Requirement: Write out exactly the lines of the entries below from the one holding "the default branch" to the one holding "pub(crate) enum HandlerKind", inclusive, and leave out all other lines.

Collected data
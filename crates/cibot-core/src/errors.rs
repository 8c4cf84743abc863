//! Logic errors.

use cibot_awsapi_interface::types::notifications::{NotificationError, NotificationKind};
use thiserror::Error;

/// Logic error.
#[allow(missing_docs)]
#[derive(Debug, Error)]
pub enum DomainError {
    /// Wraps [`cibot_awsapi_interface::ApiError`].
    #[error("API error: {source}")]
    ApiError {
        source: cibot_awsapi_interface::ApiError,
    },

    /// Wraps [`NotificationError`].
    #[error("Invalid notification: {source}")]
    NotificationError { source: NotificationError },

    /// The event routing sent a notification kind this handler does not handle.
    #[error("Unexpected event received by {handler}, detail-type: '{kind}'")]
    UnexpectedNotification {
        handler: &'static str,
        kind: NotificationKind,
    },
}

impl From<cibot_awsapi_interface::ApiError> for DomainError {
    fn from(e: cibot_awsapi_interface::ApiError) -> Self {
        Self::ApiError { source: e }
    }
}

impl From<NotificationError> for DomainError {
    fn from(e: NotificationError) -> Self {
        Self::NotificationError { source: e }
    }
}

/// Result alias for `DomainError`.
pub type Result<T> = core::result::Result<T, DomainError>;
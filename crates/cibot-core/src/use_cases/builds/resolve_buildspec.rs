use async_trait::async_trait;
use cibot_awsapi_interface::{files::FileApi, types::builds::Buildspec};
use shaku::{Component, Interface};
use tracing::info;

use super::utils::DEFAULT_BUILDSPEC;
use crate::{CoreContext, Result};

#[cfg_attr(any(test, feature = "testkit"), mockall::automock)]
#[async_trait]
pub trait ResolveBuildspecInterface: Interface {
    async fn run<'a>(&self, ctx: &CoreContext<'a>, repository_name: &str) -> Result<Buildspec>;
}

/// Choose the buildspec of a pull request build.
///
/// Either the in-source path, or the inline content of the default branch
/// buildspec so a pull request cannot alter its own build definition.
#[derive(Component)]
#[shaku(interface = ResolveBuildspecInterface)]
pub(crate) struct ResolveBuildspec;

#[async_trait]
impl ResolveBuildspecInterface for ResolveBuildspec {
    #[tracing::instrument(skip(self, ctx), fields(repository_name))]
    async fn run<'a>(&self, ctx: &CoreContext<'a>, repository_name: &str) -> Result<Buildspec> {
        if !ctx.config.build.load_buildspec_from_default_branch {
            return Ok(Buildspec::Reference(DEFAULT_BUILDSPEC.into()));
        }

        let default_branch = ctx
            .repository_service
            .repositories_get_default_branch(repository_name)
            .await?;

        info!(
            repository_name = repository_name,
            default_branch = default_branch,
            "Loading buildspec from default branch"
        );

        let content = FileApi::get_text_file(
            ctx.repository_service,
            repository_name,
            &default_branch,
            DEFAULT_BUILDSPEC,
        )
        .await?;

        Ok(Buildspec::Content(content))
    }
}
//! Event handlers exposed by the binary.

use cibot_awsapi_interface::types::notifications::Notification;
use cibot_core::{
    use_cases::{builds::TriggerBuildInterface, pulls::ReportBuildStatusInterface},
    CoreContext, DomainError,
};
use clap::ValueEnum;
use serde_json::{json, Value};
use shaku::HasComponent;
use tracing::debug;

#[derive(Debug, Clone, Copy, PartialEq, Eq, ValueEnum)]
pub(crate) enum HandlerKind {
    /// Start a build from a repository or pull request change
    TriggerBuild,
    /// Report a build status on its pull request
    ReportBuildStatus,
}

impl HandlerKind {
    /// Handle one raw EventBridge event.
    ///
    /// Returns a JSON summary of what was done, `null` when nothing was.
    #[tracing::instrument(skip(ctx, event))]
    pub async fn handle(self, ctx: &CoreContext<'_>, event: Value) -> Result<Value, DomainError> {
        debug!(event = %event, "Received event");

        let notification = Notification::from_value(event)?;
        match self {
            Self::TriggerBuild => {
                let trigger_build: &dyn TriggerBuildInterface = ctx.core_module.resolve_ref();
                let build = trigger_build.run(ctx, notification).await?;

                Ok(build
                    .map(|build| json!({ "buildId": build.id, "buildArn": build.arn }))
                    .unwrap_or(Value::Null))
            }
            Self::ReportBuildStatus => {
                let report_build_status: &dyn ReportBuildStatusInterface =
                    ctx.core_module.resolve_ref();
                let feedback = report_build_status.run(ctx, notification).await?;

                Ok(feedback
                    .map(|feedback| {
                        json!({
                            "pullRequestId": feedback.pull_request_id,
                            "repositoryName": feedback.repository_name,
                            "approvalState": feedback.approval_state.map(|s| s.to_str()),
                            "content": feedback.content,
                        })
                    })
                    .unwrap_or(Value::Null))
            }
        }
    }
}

Task solution:
/// Either the in-source path, or the inline content of the default branch
/// buildspec so a pull request cannot alter its own build definition.
#[derive(Component)]
#[shaku(interface = ResolveBuildspecInterface)]
pub(crate) struct ResolveBuildspec;

#[async_trait]
impl ResolveBuildspecInterface for ResolveBuildspec {
    #[tracing::instrument(skip(self, ctx), fields(repository_name))]
    async fn run<'a>(&self, ctx: &CoreContext<'a>, repository_name: &str) -> Result<Buildspec> {
        if !ctx.config.build.load_buildspec_from_default_branch {
            return Ok(Buildspec::Reference(DEFAULT_BUILDSPEC.into()));
        }

        let default_branch = ctx
            .repository_service
            .repositories_get_default_branch(repository_name)
            .await?;

        info!(
            repository_name = repository_name,
            default_branch = default_branch,
            "Loading buildspec from default branch"
        );

        let content = FileApi::get_text_file(
            ctx.repository_service,
            repository_name,
            &default_branch,
            DEFAULT_BUILDSPEC,
        )
        .await?;

        Ok(Buildspec::Content(content))
    }
}
//! Event handlers exposed by the binary.

use cibot_awsapi_interface::types::notifications::Notification;
use cibot_core::{
    use_cases::{builds::TriggerBuildInterface, pulls::ReportBuildStatusInterface},
    CoreContext, DomainError,
};
use clap::ValueEnum;
use serde_json::{json, Value};
use shaku::HasComponent;
use tracing::debug;

#[derive(Debug, Clone, Copy, PartialEq, Eq, ValueEnum)]
pub(crate) enum HandlerKind {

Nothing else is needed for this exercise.